* **Work to complete**:
Below are some records. Return exactly the lines from the one containing "use std::sync::Mutex;" through the one containing "pub(crate) fn new(orders: Vec<Order>)", both included, and only those.

Records from a data collection
- Opening Delimiter -
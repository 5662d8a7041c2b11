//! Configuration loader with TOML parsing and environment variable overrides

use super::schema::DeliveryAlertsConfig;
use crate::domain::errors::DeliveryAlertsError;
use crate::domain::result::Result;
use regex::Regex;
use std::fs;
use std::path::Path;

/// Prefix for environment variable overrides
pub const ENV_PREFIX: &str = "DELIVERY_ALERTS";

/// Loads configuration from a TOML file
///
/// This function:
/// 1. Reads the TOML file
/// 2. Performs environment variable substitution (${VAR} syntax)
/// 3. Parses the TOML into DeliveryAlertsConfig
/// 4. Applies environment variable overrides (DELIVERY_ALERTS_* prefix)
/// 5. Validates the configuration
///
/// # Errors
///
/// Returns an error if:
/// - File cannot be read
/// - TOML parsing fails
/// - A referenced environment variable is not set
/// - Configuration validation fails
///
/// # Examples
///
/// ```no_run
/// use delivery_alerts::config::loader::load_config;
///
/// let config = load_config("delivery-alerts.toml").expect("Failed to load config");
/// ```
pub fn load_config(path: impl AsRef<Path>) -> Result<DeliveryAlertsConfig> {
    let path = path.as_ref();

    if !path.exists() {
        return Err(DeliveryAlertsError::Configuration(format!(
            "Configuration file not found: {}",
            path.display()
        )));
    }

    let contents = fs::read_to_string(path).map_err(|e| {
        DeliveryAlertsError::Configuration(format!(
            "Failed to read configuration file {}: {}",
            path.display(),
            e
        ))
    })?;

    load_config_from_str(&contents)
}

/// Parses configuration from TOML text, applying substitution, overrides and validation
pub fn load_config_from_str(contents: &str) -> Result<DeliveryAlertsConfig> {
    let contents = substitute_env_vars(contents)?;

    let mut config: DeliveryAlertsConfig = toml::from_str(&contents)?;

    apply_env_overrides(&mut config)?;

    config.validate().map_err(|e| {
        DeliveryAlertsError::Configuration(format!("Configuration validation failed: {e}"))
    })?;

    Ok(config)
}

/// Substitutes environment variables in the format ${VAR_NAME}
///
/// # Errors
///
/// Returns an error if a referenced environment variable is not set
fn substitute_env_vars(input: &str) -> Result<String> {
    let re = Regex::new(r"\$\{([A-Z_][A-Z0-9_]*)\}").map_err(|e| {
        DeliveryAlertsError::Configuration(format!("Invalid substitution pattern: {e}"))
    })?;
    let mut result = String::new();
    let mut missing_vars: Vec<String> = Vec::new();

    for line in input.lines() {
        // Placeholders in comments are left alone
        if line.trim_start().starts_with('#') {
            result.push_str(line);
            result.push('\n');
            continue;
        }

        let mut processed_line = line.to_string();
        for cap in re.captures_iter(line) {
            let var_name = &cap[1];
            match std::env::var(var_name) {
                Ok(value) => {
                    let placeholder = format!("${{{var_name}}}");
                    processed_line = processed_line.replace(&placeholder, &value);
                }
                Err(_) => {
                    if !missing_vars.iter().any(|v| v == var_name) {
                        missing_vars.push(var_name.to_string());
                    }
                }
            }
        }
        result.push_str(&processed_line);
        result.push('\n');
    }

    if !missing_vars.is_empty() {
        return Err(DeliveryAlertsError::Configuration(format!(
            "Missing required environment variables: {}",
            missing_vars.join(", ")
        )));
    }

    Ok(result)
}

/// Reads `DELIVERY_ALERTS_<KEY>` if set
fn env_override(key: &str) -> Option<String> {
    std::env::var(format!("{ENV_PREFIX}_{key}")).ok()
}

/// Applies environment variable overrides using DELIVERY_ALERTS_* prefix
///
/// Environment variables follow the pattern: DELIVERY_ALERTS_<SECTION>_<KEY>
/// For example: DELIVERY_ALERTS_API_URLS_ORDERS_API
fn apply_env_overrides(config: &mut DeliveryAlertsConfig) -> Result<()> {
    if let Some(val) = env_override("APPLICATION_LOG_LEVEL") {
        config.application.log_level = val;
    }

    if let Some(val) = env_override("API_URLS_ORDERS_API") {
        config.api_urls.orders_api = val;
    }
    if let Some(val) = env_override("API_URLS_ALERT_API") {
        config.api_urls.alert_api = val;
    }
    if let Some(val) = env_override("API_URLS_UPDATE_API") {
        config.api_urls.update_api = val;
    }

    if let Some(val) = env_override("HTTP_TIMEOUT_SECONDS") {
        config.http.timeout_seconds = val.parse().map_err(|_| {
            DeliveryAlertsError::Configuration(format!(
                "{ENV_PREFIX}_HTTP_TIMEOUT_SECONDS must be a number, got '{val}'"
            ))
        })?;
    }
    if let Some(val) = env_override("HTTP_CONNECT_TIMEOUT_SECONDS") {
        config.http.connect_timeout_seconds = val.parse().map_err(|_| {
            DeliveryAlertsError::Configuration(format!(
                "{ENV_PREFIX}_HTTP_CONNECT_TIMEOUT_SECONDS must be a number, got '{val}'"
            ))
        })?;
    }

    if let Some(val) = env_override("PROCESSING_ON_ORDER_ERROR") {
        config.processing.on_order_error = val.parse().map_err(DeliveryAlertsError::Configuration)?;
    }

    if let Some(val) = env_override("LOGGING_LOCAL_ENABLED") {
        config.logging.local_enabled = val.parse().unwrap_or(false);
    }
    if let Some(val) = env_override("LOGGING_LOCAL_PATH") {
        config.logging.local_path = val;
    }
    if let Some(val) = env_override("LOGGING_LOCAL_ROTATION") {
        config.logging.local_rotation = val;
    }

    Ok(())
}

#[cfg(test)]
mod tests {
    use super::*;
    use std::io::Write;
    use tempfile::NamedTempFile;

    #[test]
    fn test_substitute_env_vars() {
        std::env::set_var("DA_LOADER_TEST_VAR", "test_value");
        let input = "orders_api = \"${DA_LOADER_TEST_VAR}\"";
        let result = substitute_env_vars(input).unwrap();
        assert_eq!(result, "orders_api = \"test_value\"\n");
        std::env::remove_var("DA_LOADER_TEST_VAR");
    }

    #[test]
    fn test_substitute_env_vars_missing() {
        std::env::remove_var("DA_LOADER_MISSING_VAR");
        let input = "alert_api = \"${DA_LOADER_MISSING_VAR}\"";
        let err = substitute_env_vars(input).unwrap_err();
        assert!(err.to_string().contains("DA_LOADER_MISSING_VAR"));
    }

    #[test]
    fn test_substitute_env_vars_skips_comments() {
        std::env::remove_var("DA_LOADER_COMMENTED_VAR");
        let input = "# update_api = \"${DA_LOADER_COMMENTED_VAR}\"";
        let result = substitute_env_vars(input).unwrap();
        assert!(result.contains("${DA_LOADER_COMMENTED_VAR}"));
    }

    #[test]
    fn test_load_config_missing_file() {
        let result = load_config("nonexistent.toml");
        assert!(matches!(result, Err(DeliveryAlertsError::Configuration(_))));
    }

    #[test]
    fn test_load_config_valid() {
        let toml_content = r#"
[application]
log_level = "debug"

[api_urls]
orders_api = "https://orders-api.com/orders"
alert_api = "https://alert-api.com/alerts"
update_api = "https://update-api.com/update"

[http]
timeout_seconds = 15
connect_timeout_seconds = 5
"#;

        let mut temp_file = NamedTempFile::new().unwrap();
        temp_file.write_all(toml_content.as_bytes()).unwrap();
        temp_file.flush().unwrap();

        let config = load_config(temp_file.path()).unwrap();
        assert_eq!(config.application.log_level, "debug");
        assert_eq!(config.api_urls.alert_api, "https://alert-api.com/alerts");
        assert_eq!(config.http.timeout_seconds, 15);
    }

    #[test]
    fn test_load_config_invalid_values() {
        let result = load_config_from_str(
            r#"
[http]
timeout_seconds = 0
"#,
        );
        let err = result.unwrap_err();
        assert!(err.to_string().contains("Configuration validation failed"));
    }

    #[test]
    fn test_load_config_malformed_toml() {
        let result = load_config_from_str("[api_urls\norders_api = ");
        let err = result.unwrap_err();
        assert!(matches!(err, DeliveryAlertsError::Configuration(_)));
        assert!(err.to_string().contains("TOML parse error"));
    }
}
- Closing Delimiter -
- Opening Delimiter -
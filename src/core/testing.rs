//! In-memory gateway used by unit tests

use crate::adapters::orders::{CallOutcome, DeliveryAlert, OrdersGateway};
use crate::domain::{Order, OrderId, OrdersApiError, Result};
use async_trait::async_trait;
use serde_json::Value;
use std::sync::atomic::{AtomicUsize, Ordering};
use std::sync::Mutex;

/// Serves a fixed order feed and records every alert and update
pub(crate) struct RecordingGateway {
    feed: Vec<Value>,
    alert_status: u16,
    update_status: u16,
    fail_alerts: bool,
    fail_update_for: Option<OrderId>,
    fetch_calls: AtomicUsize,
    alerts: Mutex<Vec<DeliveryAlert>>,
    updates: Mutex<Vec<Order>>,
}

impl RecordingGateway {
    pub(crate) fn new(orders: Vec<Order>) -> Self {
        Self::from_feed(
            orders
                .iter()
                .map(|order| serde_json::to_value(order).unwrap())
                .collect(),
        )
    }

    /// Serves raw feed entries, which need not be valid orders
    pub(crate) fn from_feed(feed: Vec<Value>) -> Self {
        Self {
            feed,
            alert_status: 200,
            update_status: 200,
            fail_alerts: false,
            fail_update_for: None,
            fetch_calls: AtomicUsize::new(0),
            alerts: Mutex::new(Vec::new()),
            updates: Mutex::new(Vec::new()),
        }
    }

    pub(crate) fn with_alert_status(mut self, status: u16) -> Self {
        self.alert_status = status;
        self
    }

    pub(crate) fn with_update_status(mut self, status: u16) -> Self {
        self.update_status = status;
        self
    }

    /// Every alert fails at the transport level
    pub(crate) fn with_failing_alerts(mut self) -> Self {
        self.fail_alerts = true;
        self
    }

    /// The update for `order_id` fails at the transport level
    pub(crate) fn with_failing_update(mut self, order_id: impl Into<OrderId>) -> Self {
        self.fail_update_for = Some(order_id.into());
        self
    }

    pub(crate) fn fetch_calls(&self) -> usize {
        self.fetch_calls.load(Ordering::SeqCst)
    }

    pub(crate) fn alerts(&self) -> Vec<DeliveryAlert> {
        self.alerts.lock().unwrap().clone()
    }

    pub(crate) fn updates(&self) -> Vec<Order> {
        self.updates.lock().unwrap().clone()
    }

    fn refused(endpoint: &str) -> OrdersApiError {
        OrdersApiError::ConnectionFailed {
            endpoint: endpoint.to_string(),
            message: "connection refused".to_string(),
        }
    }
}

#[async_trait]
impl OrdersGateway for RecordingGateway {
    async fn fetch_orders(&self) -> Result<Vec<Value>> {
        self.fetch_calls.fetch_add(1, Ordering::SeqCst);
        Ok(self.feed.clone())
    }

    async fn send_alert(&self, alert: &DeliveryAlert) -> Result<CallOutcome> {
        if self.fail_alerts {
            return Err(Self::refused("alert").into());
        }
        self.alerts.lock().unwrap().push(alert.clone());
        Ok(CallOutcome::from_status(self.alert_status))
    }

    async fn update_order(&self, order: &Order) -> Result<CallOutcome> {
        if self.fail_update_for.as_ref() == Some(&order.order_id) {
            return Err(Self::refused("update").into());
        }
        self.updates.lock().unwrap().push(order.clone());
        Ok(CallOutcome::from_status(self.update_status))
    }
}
- Closing Delimiter -
* **Answer section**:
use std::sync::Mutex;

/// Serves a fixed order feed and records every alert and update
pub(crate) struct RecordingGateway {
    feed: Vec<Value>,
    alert_status: u16,
    update_status: u16,
    fail_alerts: bool,
    fail_update_for: Option<OrderId>,
    fetch_calls: AtomicUsize,
    alerts: Mutex<Vec<DeliveryAlert>>,
    updates: Mutex<Vec<Order>>,
}

impl RecordingGateway {
    pub(crate) fn new(orders: Vec<Order>) -> Self {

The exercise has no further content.